All I could think is that I'm allergic to bee stings.
It's essentially a wireless networking scheme that layers on top of an independant physical platform, yet costs significant dough to get certified for. Very clever scheme. Too bad they haven't included really interesting things in their design. All it lays out is the full node/slave node/coordinator node network. It really should have things like dynamic reconfiguration of the network structure. I think it's around 7500$ to become a 'zigbee partner' and then another indeterminate amount to become zigbee compliant/certified. That doesn't even include the royalties for using the stack commercially. The underlying hardware interface however... is very interesting.

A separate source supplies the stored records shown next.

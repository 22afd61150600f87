//! KeePass storage backend.
//!
//! Reads entries from a KDBX database through `keepassxc-cli`.
//!
//! ## Requirements
//!
//! - `keepassxc-cli` must be installed and on `PATH`
//!
//! ## Usage
//!
//! ```toml
//! [storages.work]
//! type = "keepass"
//! config = { path = "/home/me/work.kdbx" }
//! ```
//!
//! Entry paths are group names separated by `/`, ending with the entry
//! title, e.g. `databases/prod`.

use std::cell::OnceCell;
use std::io::Write;
use std::path::PathBuf;
use std::process::{Command, Stdio};
use std::rc::Rc;

use tracing::{debug, trace};
use zeroize::Zeroizing;

use super::{Credentials, Store, Validation};
use crate::core::entry::Entry;
use crate::error::{Result, StorageError};

const CLI: &str = "keepassxc-cli";
const NOTES: &str = "Notes";

/// A KeePass database file.
pub struct Keepass {
    name: String,
    file: PathBuf,
    key_file: Option<PathBuf>,
    credentials: Rc<dyn Credentials>,
    password: OnceCell<Zeroizing<String>>,
}

impl std::fmt::Debug for Keepass {
    fn fmt(&self, f: &mut std::fmt::Formatter<'_>) -> std::fmt::Result {
        f.debug_struct("Keepass")
            .field("name", &self.name)
            .field("file", &self.file)
            .field("key_file", &self.key_file)
            .finish()
    }
}

impl Keepass {
    pub fn new(
        name: &str,
        file: impl Into<PathBuf>,
        key_file: Option<PathBuf>,
        credentials: Rc<dyn Credentials>,
    ) -> Self {
        Self {
            name: name.to_string(),
            file: file.into(),
            key_file,
            credentials,
            password: OnceCell::new(),
        }
    }

    /// Password for the database, asked for at most once per instance.
    fn password(&self) -> Result<&Zeroizing<String>> {
        if let Some(password) = self.password.get() {
            return Ok(password);
        }
        let password = self.credentials.password(&self.name)?;
        Ok(self.password.get_or_init(|| password))
    }

    fn backend_error(&self, message: impl Into<String>) -> StorageError {
        StorageError::Backend {
            storage: self.name.clone(),
            message: message.into(),
        }
    }
}

impl Keepass {
    /// Run `keepassxc-cli show` for `path` with extra `args` and return stdout.
    fn show(&self, args: &[&str], path: &str) -> Result<String> {
        let cli = which::which(CLI).map_err(|_| StorageError::ToolMissing { tool: CLI })?;
        let password = self.password()?;

        let mut cmd = Command::new(cli);
        cmd.args(["show", "--quiet", "--show-protected"]).args(args);
        if let Some(key_file) = &self.key_file {
            cmd.arg("--key-file").arg(key_file);
        }
        cmd.arg(&self.file)
            .arg(path)
            .stdin(Stdio::piped())
            .stdout(Stdio::piped())
            .stderr(Stdio::piped());

        let mut child = cmd
            .spawn()
            .map_err(|e| self.backend_error(format!("failed to run {}: {}", CLI, e)))?;

        if let Some(mut stdin) = child.stdin.take() {
            stdin
                .write_all(format!("{}\n", password.as_str()).as_bytes())
                .map_err(|e| self.backend_error(format!("failed to send password: {}", e)))?;
        }

        let output = child
            .wait_with_output()
            .map_err(|e| self.backend_error(format!("{} did not finish: {}", CLI, e)))?;

        if !output.status.success() {
            let stderr = String::from_utf8_lossy(&output.stderr).trim().to_string();
            trace!(stderr = %stderr, "keepassxc-cli failed");
            if stderr.to_lowercase().contains("could not find entry") {
                return Err(StorageError::EntryNotFound {
                    storage: self.name.clone(),
                    path: path.to_string(),
                }
                .into());
            }
            return Err(self.backend_error(stderr).into());
        }

        Ok(String::from_utf8_lossy(&output.stdout).into_owned())
    }
}

impl Store for Keepass {
    fn get_entry(&self, path: &str) -> Result<Entry> {
        debug!(storage = %self.name, path = %path, "reading keepass entry");

        let output = self.show(&["--all"], path)?;

        // Notes may span lines that look like attributes, so its exact
        // value is fetched on its own.
        let notes = if output.lines().any(|line| notes_value(line).is_some()) {
            Some(self.show(&["--attributes", NOTES], path)?)
        } else {
            None
        };

        parse_show_output(&output, notes.as_deref())
    }

    fn is_case_sensitive(&self) -> bool {
        true
    }

    fn validate(&self) -> Validation {
        let exists = self.file.is_file();
        let cli_found = which::which(CLI).is_ok();
        let lines = vec![
            format!(
                "Configured file is {}\nFile exists: {}",
                self.file.display(),
                exists
            ),
            format!("{} found: {}", CLI, cli_found),
        ];

        if exists {
            Validation::passed(lines)
        } else {
            Validation::failed(StorageError::ValidationFailed(self.name.clone()), lines)
        }
    }
}

/// Convert `keepassxc-cli show --all` output into an entry.
///
/// Each `Name: value` line starts an attribute and lines without a separator
/// continue the previous value. With `notes` given, the `Notes` attribute
/// takes exactly that value and the lines it spans are skipped.
fn parse_show_output(output: &str, notes: Option<&str>) -> Result<Entry> {
    let mut attributes: Vec<(String, String)> = Vec::new();
    let mut lines = output.lines();

    while let Some(line) = lines.next() {
        if let (Some(_), Some(notes)) = (notes_value(line), notes) {
            let notes = notes.strip_suffix('\n').unwrap_or(notes);
            for _ in 1..notes.lines().count() {
                lines.next();
            }
            attributes.push((NOTES.to_string(), notes.to_string()));
            continue;
        }

        match line.split_once(": ") {
            Some((key, value)) if is_attribute_name(key) => {
                attributes.push((key.to_string(), value.to_string()));
            }
            _ => match line.strip_suffix(':') {
                Some(key) if is_attribute_name(key) => {
                    attributes.push((key.to_string(), String::new()));
                }
                _ => {
                    if let Some((_, value)) = attributes.last_mut() {
                        value.push('\n');
                        value.push_str(line);
                    }
                }
            },
        }
    }

    let mut entry = Entry::new();
    for (key, value) in attributes {
        entry.set_attribute(&key, &value)?;
    }
    Ok(entry)
}

/// The inline part of a `Notes:` line.
fn notes_value(line: &str) -> Option<&str> {
    let rest = line.strip_prefix(NOTES)?.strip_prefix(':')?;
    Some(rest.strip_prefix(' ').unwrap_or(rest))
}

fn is_attribute_name(key: &str) -> bool {
    !key.is_empty() && !key.starts_with(char::is_whitespace)
}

I'm also not sure I want my home devices on an unauthenticated wireless network.
A spread-frequency digital communications system is really useful (802.15.4 standard). It also doesn't have the associated royaly issues.
WPAN.....isn't this the job of Bluetooth ? Great, not only we have HD-DVD vs. Blu-ray, and PSP vs. DS, UMTS vs. WiMax, NOW we have to worry about Bluetooth versus ZigBee!!
Thanks, but no thanks. I'll happily keep my BT appliances.
Vendors shipped 165 million cell phones worldwide in the third quarter of 2004. In-start/MDR predicts 653 million units to be shipped this year. So, even by 2004 numbers, Zigbee will be in less than 1% of new cell phones shipped next year if they hit their target. Bluetooth, on the other hand, ships two million units per week in various devices. Perhaps it "will be big", but you need far stronger numbers to back up your prediction.
Heile says it'll be "on target for 5 million units"? Your own article reports that he also said "analysts are predicting between 5 million and 50 million Zigbee devices in the first year", which means Zigbee might make the low end of predictions.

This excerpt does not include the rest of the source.